So often Danielle Bean has something on her blog that relates to what we're discussing or mulling around here so I'm once again, sending a link to something she just wrote: All of Me

I love having a large family as well. I think, for the moms who don't have the commitment, understanding, and support (and faith) of what we're actually doing, it can be overwhelming. But we can all relate---no matter how much we love our family and what we're doing---to times of feeling frazzled and less than competent.

Last night was such a night for me. Since Hurricane Rita, my dh has been away from us and working long hours. I'm not use to not having relief show up at 4:15 PM everyday. It's been four weeks now. If it weren't for my teenaged dd, I would not have any reprieve.

I just heard my 8 yr old speak sharply to her 3 yr old sister. Perhaps the tension I was feeling last night has carried over into today. I made myself a mental message to speak in a calm, loving voice today.

What do I tell other moms? I use to get tongued-tied and mumble.    Then I'd write it all out in my head what I should have said.    Then I'd pray for them, for me, and for our families...and that God would bless them with the same understanding and appreciation that he blessed me with 18 years ago. I also try to remember that I cannot change their hearts and minds; only the Holy Spirit can.

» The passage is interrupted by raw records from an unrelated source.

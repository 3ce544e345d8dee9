//! Error types for the store runtime.

use crate::args::ArgsError;
use methodical_state::StateError;
use thiserror::Error;

/// Result type alias for store operations.
pub type StoreResult<T> = Result<T, StoreError>;

/// Errors surfaced by dispatch, queries and registry construction.
#[derive(Debug, Error)]
pub enum StoreError {
    /// An action was invoked under a name the methods registry does not know.
    #[error("unknown operation: {name}")]
    UnknownOperation { name: String },

    /// The operation returned an error. Nothing was committed.
    #[error("operation '{name}' failed: {source}")]
    OperationFailure {
        name: String,
        #[source]
        source: OperationError,
    },

    /// The operation edited the draft of a state that only supports
    /// wholesale replacement, then returned without a replacement value.
    #[error("operation '{name}' edited a scalar state in place; return the next value instead")]
    ScalarMutation { name: String },

    /// An action was invoked while another operation of the same store was
    /// still computing its transition.
    #[error("operation '{name}' dispatched while '{active}' is transitioning")]
    Reentrant { name: String, active: String },

    /// The store behind a bound action has been dropped.
    #[error("store has been dropped")]
    Disposed,

    #[error("unknown query: {name}")]
    UnknownQuery { name: String },

    #[error("query '{name}' failed: {source}")]
    QueryFailure {
        name: String,
        #[source]
        source: OperationError,
    },

    /// Two methods or two queries were registered under the same name.
    #[error("{kind} already registered: {name}")]
    DuplicateName { kind: &'static str, name: String },

    /// Diffing the previous and next state for the patch listener failed.
    #[error("failed to compute patches: {0}")]
    Patch(#[from] StateError),

    /// `call_as` asked for a different type than the query returns.
    #[error("query '{name}' returns {found}, not {expected}")]
    QueryType {
        name: String,
        expected: &'static str,
        found: &'static str,
    },

    /// `call_json` on a query registered without a JSON view, or whose
    /// result JSON cannot represent (non-finite floats, non-string keys).
    #[error("query '{name}' result has no JSON form")]
    NoJsonForm {
        name: String,
        #[source]
        source: Option<serde_json::Error>,
    },
}

impl StoreError {
    pub(crate) fn unknown_operation(name: &str) -> Self {
        StoreError::UnknownOperation {
            name: name.to_owned(),
        }
    }

    pub(crate) fn unknown_query(name: &str) -> Self {
        StoreError::UnknownQuery {
            name: name.to_owned(),
        }
    }
}

/// Error returned by an operation or query implementation.
///
/// Carries a message plus the underlying error when there is one, so the
/// `?` operator works on state edits, argument decoding and nested queries
/// inside a method body.
#[derive(Debug, Error)]
#[error("{message}")]
pub struct OperationError {
    message: String,
    #[source]
    source: Option<Box<dyn std::error::Error + Send + Sync + 'static>>,
}

impl OperationError {
    pub fn new(message: impl Into<String>) -> Self {
        Self {
            message: message.into(),
            source: None,
        }
    }

    pub fn with_source(
        message: impl Into<String>,
        source: impl std::error::Error + Send + Sync + 'static,
    ) -> Self {
        Self {
            message: message.into(),
            source: Some(Box::new(source)),
        }
    }

    pub fn message(&self) -> &str {
        &self.message
    }

    /// Downcast the underlying error, if any.
    pub fn source_as<E: std::error::Error + 'static>(&self) -> Option<&E> {
        self.source.as_deref().and_then(|e| e.downcast_ref::<E>())
    }
}

impl From<StateError> for OperationError {
    fn from(err: StateError) -> Self {
        Self::with_source(err.to_string(), err)
    }
}

impl From<ArgsError> for OperationError {
    fn from(err: ArgsError) -> Self {
        Self::with_source(err.to_string(), err)
    }
}

impl From<serde_json::Error> for OperationError {
    fn from(err: serde_json::Error) -> Self {
        Self::with_source(err.to_string(), err)
    }
}

impl From<StoreError> for OperationError {
    fn from(err: StoreError) -> Self {
        Self::with_source(err.to_string(), err)
    }
}
//! Directory reference database operations.

use rusqlite::{params, OptionalExtension};

use super::{Database, DbError, DbResult};
use crate::models::{RefKind, RefSummary};

impl Database {
    /// Insert or refresh a directory summary.
    pub fn upsert_directory_entry(&self, entry: &RefSummary) -> DbResult<()> {
        self.conn.execute(
            r#"
            INSERT INTO directory_entries (kind, id, display_name, detail, last_synced)
            VALUES (?1, ?2, ?3, ?4, ?5)
            ON CONFLICT(kind, id) DO UPDATE SET
                display_name = excluded.display_name,
                detail = excluded.detail,
                last_synced = excluded.last_synced
            "#,
            params![
                entry.kind.as_str(),
                entry.id,
                entry.display_name,
                entry.detail,
                entry.last_synced,
            ],
        )?;

        Ok(())
    }

    /// Get the cached summary for a reference, if one has been synced.
    pub fn get_directory_entry(&self, kind: RefKind, id: &str) -> DbResult<Option<RefSummary>> {
        self.conn
            .query_row(
                r#"
                SELECT kind, id, display_name, detail, last_synced
                FROM directory_entries
                WHERE kind = ?1 AND id = ?2
                "#,
                params![kind.as_str(), id],
                |row| {
                    Ok(DirectoryRow {
                        kind: row.get(0)?,
                        id: row.get(1)?,
                        display_name: row.get(2)?,
                        detail: row.get(3)?,
                        last_synced: row.get(4)?,
                    })
                },
            )
            .optional()?
            .map(|row| row.try_into())
            .transpose()
    }
}

/// Intermediate row struct for database mapping.
struct DirectoryRow {
    kind: String,
    id: String,
    display_name: String,
    detail: Option<String>,
    last_synced: Option<String>,
}

impl TryFrom<DirectoryRow> for RefSummary {
    type Error = DbError;

    fn try_from(row: DirectoryRow) -> Result<Self, Self::Error> {
        let kind = RefKind::parse(&row.kind)
            .ok_or_else(|| DbError::Constraint(format!("Unknown ref kind: {}", row.kind)))?;

        Ok(RefSummary {
            kind,
            id: row.id,
            display_name: row.display_name,
            detail: row.detail,
            last_synced: row.last_synced,
        })
    }
}
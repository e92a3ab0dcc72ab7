//! Slot booking integration tests.

use careflow_core::booking::{BookingError, SlotAllocator};
use careflow_core::db::Database;
use careflow_core::models::AppointmentStatus;

const DOCTOR: &str = "doctor-1";
const DATE: &str = "2026-09-01";

fn setup_catalog(db: &Database) {
    SlotAllocator::new(db)
        .publish_catalog(DOCTOR, DATE, vec!["09:00".into(), "09:30".into()])
        .unwrap();
}

#[test]
fn test_two_slot_booking_scenario() {
    let db = Database::open_in_memory().unwrap();
    setup_catalog(&db);
    let allocator = SlotAllocator::new(&db);

    // P1 takes 09:00
    let first = allocator.book_slot(DOCTOR, DATE, "09:00", "P1").unwrap();
    assert_eq!(first.status, AppointmentStatus::Booked);
    assert_eq!(first.time_slot, "09:00");

    // P2 cannot have 09:00
    let err = allocator.book_slot(DOCTOR, DATE, "09:00", "P2").unwrap_err();
    assert!(matches!(err, BookingError::SlotConflict { .. }));

    // P2 takes 09:30; the day is now full
    allocator.book_slot(DOCTOR, DATE, "09:30", "P2").unwrap();
    assert!(allocator.list_available_slots(DOCTOR, DATE).unwrap().is_empty());
}

#[test]
fn test_unknown_label_is_invalid_not_conflict() {
    let db = Database::open_in_memory().unwrap();
    setup_catalog(&db);
    let allocator = SlotAllocator::new(&db);

    let err = allocator.book_slot(DOCTOR, DATE, "10:00", "P1").unwrap_err();
    assert!(matches!(err, BookingError::InvalidSlot { .. }));

    // Unpublished day
    let err = allocator
        .book_slot(DOCTOR, "2026-09-02", "09:00", "P1")
        .unwrap_err();
    assert!(matches!(err, BookingError::InvalidSlot { .. }));
}

#[test]
fn test_release_then_rebook() {
    let db = Database::open_in_memory().unwrap();
    setup_catalog(&db);
    let allocator = SlotAllocator::new(&db);

    let appointment = allocator.book_slot(DOCTOR, DATE, "09:00", "P1").unwrap();
    assert_eq!(
        allocator.list_available_slots(DOCTOR, DATE).unwrap(),
        vec!["09:30"]
    );

    allocator.release_slot(&appointment.id).unwrap();
    assert_eq!(
        allocator.list_available_slots(DOCTOR, DATE).unwrap(),
        vec!["09:00", "09:30"]
    );

    // Releasing again changes nothing
    let released = allocator.release_slot(&appointment.id).unwrap();
    assert_eq!(released.status, AppointmentStatus::Cancelled);

    let rebooked = allocator.book_slot(DOCTOR, DATE, "09:00", "P2").unwrap();
    assert_eq!(rebooked.patient_id, "P2");
}

#[test]
fn test_republish_does_not_disturb_bookings() {
    let db = Database::open_in_memory().unwrap();
    setup_catalog(&db);
    let allocator = SlotAllocator::new(&db);

    let appointment = allocator.book_slot(DOCTOR, DATE, "09:00", "P1").unwrap();

    // The afternoon replaces the morning in the catalog
    allocator
        .publish_catalog(DOCTOR, DATE, vec!["14:00".into(), "14:30".into()])
        .unwrap();

    // The booking stands even though its label left the catalog
    let stored = allocator.get_appointment(&appointment.id).unwrap();
    assert_eq!(stored.status, AppointmentStatus::Booked);

    // Available slots follow the new catalog
    assert_eq!(
        allocator.list_available_slots(DOCTOR, DATE).unwrap(),
        vec!["14:00", "14:30"]
    );

    // The withdrawn label can no longer be booked
    let err = allocator.book_slot(DOCTOR, DATE, "09:30", "P2").unwrap_err();
    assert!(matches!(err, BookingError::InvalidSlot { .. }));
}

#[test]
fn test_get_unknown_appointment() {
    let db = Database::open_in_memory().unwrap();
    let allocator = SlotAllocator::new(&db);
    let err = allocator.get_appointment("nope").unwrap_err();
    assert!(matches!(err, BookingError::NotFound(_)));
}

#[test]
fn test_concurrent_bookings_for_last_slot_one_winner() {
    let dir = tempfile::tempdir().unwrap();
    let path = dir
        .path()
        .join("careflow.db")
        .to_string_lossy()
        .into_owned();

    let db = Database::open(&path).unwrap();
    SlotAllocator::new(&db)
        .publish_catalog(DOCTOR, DATE, vec!["09:00".into()])
        .unwrap();
    drop(db);

    // Eight patients race for the one slot on separate connections
    let mut handles = Vec::new();
    for n in 0..8 {
        let path = path.clone();
        handles.push(std::thread::spawn(move || {
            let db = Database::open(&path).unwrap();
            let allocator = SlotAllocator::new(&db);
            allocator.book_slot(DOCTOR, DATE, "09:00", &format!("P{n}"))
        }));
    }

    let mut winners = Vec::new();
    let mut conflicts = 0;
    for handle in handles {
        match handle.join().unwrap() {
            Ok(appointment) => winners.push(appointment),
            Err(BookingError::SlotConflict { .. }) => conflicts += 1,
            Err(other) => panic!("unexpected error: {other:?}"),
        }
    }
    assert_eq!(winners.len(), 1);
    assert_eq!(conflicts, 7);

    // Exactly one live appointment row exists for the slot
    let db = Database::open(&path).unwrap();
    let stored = SlotAllocator::new(&db)
        .get_appointment(&winners[0].id)
        .unwrap();
    assert_eq!(stored.status, AppointmentStatus::Booked);
    assert!(SlotAllocator::new(&db)
        .list_available_slots(DOCTOR, DATE)
        .unwrap()
        .is_empty());
}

I have gotten comfortable with replying that it isn't like having five 2-yr-olds in the house. I have two teenagers who help a lot. And a pre-teen who helps even more. Of course, the whole idea of having teens and babies in the same household is so ludicrious to them that they're usually more appalled.

As for being able to deal with more, I tell them that I enjoy my dc immensely and it does get easier the more you have. And they are such a blessing.

I think it's more important to show than to tell though. It's in our public actions with our dc that people know whether we're sincere or not. Of course, there's always the concept that people think we're only "putting on the dog" and don't treat our dc as nicely at home as we do in public. We don't want to fall victim to being a hypocrite, so we need to pay attention to our actions.

I treat my dc in public the same way I do at home. Of course, I expect them to show better behavior in public than they do at home. But, really, they're pretty good kids either way.

I know others can give better quotes of things to say, but I really think it's more in the way we handle our dc at the doctor's office, at the circus, in the library, in a waiting line for FEMA, etc. that proves to others the benefits of having these children, though I think it's more important how we treat them at home. But we don't want to be a hypocrite in public. How we treat them at home usually washes over into public view.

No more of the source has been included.